What to do:
Print the data below exactly as it appears.

Records for this exercise:
============================================================

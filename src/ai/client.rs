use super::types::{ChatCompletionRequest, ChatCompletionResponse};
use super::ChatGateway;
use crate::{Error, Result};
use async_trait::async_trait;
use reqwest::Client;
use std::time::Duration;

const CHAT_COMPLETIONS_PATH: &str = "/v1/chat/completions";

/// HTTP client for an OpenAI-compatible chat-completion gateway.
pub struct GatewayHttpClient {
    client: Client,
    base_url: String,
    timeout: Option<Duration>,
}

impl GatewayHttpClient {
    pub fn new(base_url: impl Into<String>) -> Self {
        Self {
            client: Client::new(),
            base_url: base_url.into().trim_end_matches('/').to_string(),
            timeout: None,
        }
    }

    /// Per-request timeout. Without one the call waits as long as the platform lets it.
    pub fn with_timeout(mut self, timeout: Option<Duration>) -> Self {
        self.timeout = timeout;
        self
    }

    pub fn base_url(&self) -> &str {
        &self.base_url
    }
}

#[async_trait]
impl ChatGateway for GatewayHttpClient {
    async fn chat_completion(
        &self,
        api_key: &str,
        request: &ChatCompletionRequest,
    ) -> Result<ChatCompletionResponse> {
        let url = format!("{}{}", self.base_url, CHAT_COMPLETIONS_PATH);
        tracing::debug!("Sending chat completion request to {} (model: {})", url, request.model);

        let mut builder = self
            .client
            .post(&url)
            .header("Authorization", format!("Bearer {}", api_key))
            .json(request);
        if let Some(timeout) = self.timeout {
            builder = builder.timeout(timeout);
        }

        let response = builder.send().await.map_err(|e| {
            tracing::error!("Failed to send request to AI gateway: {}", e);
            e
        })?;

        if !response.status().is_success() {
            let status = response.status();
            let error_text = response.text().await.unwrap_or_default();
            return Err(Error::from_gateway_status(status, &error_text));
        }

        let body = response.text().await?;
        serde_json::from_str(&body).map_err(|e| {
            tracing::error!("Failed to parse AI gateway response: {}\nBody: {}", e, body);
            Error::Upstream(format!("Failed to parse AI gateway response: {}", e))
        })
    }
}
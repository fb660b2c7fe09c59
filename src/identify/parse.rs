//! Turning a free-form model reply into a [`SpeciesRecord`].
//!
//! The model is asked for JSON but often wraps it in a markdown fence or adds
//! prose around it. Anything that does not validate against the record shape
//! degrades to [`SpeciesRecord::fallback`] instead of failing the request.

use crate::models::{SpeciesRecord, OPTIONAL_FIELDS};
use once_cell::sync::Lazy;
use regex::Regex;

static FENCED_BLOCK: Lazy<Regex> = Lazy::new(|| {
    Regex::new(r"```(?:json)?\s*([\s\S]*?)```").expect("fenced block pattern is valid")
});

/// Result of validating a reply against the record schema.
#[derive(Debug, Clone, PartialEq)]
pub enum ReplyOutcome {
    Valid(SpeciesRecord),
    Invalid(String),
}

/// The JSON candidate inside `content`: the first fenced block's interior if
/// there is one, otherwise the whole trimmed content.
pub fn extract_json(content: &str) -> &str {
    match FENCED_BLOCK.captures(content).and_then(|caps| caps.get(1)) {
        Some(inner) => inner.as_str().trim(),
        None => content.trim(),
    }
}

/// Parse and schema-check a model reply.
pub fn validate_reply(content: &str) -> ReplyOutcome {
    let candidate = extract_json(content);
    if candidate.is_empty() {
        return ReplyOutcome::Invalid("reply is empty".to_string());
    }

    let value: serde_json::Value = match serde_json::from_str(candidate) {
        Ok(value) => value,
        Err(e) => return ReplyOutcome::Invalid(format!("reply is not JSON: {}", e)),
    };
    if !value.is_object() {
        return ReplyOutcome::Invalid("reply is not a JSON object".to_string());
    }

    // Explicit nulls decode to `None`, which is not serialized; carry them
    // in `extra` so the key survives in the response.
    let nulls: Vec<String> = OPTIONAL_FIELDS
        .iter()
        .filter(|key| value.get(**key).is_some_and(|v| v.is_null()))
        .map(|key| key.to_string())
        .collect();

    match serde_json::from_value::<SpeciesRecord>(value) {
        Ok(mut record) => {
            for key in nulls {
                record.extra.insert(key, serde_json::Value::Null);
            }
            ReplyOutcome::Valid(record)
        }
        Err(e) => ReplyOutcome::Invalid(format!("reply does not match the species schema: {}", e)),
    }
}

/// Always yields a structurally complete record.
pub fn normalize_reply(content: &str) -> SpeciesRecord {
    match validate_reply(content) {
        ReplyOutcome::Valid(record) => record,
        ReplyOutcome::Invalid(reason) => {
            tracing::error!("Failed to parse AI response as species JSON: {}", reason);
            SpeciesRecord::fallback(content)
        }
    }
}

============================================================

Written solution:
filename src/ai/client.rs
use super::types::{ChatCompletionRequest, ChatCompletionResponse};
use super::ChatGateway;
use crate::{Error, Result};
use async_trait::async_trait;
use reqwest::Client;
use std::time::Duration;

const CHAT_COMPLETIONS_PATH: &str = "/v1/chat/completions";

/// HTTP client for an OpenAI-compatible chat-completion gateway.
pub struct GatewayHttpClient {
    client: Client,
    base_url: String,
    timeout: Option<Duration>,
}

impl GatewayHttpClient {
    pub fn new(base_url: impl Into<String>) -> Self {
        Self {
            client: Client::new(),
            base_url: base_url.into().trim_end_matches('/').to_string(),
            timeout: None,
        }
    }

    /// Per-request timeout. Without one the call waits as long as the platform lets it.
    pub fn with_timeout(mut self, timeout: Option<Duration>) -> Self {
        self.timeout = timeout;
        self
    }

    pub fn base_url(&self) -> &str {
        &self.base_url
    }
}

#[async_trait]
impl ChatGateway for GatewayHttpClient {
    async fn chat_completion(
        &self,
        api_key: &str,
        request: &ChatCompletionRequest,
    ) -> Result<ChatCompletionResponse> {
        let url = format!("{}{}", self.base_url, CHAT_COMPLETIONS_PATH);
        tracing::debug!("Sending chat completion request to {} (model: {})", url, request.model);

        let mut builder = self
            .client
            .post(&url)
            .header("Authorization", format!("Bearer {}", api_key))
            .json(request);
        if let Some(timeout) = self.timeout {
            builder = builder.timeout(timeout);
        }

        let response = builder.send().await.map_err(|e| {
            tracing::error!("Failed to send request to AI gateway: {}", e);
            e
        })?;

        if !response.status().is_success() {
            let status = response.status();
            let error_text = response.text().await.unwrap_or_default();
            return Err(Error::from_gateway_status(status, &error_text));
        }

        let body = response.text().await?;
        serde_json::from_str(&body).map_err(|e| {
            tracing::error!("Failed to parse AI gateway response: {}\nBody: {}", e, body);
            Error::Upstream(format!("Failed to parse AI gateway response: {}", e))
        })
    }
}
repository fb660b2c7fe09c59
filename src/identify/parse.rs
//! Turning a free-form model reply into a [`SpeciesRecord`].
//!
//! The model is asked for JSON but often wraps it in a markdown fence or adds
//! prose around it. Anything that does not validate against the record shape
//! degrades to [`SpeciesRecord::fallback`] instead of failing the request.

use crate::models::{SpeciesRecord, OPTIONAL_FIELDS};
use once_cell::sync::Lazy;
use regex::Regex;

static FENCED_BLOCK: Lazy<Regex> = Lazy::new(|| {
    Regex::new(r"```(?:json)?\s*([\s\S]*?)```").expect("fenced block pattern is valid")
});

/// Result of validating a reply against the record schema.
#[derive(Debug, Clone, PartialEq)]
pub enum ReplyOutcome {
    Valid(SpeciesRecord),
    Invalid(String),
}

/// The JSON candidate inside `content`: the first fenced block's interior if
/// there is one, otherwise the whole trimmed content.
pub fn extract_json(content: &str) -> &str {
    match FENCED_BLOCK.captures(content).and_then(|caps| caps.get(1)) {
        Some(inner) => inner.as_str().trim(),
        None => content.trim(),
    }
}

/// Parse and schema-check a model reply.
pub fn validate_reply(content: &str) -> ReplyOutcome {
    let candidate = extract_json(content);
    if candidate.is_empty() {
        return ReplyOutcome::Invalid("reply is empty".to_string());
    }

    let value: serde_json::Value = match serde_json::from_str(candidate) {
        Ok(value) => value,
        Err(e) => return ReplyOutcome::Invalid(format!("reply is not JSON: {}", e)),
    };
    if !value.is_object() {
        return ReplyOutcome::Invalid("reply is not a JSON object".to_string());
    }

    // Explicit nulls decode to `None`, which is not serialized; carry them
    // in `extra` so the key survives in the response.
    let nulls: Vec<String> = OPTIONAL_FIELDS
        .iter()
        .filter(|key| value.get(**key).is_some_and(|v| v.is_null()))
        .map(|key| key.to_string())
        .collect();

    match serde_json::from_value::<SpeciesRecord>(value) {
        Ok(mut record) => {
            for key in nulls {
                record.extra.insert(key, serde_json::Value::Null);
            }
            ReplyOutcome::Valid(record)
        }
        Err(e) => ReplyOutcome::Invalid(format!("reply does not match the species schema: {}", e)),
    }
}

/// Always yields a structurally complete record.
pub fn normalize_reply(content: &str) -> SpeciesRecord {
    match validate_reply(content) {
        ReplyOutcome::Valid(record) => record,
        ReplyOutcome::Invalid(reason) => {
            tracing::error!("Failed to parse AI response as species JSON: {}", reason);
            SpeciesRecord::fallback(content)
        }
    }
}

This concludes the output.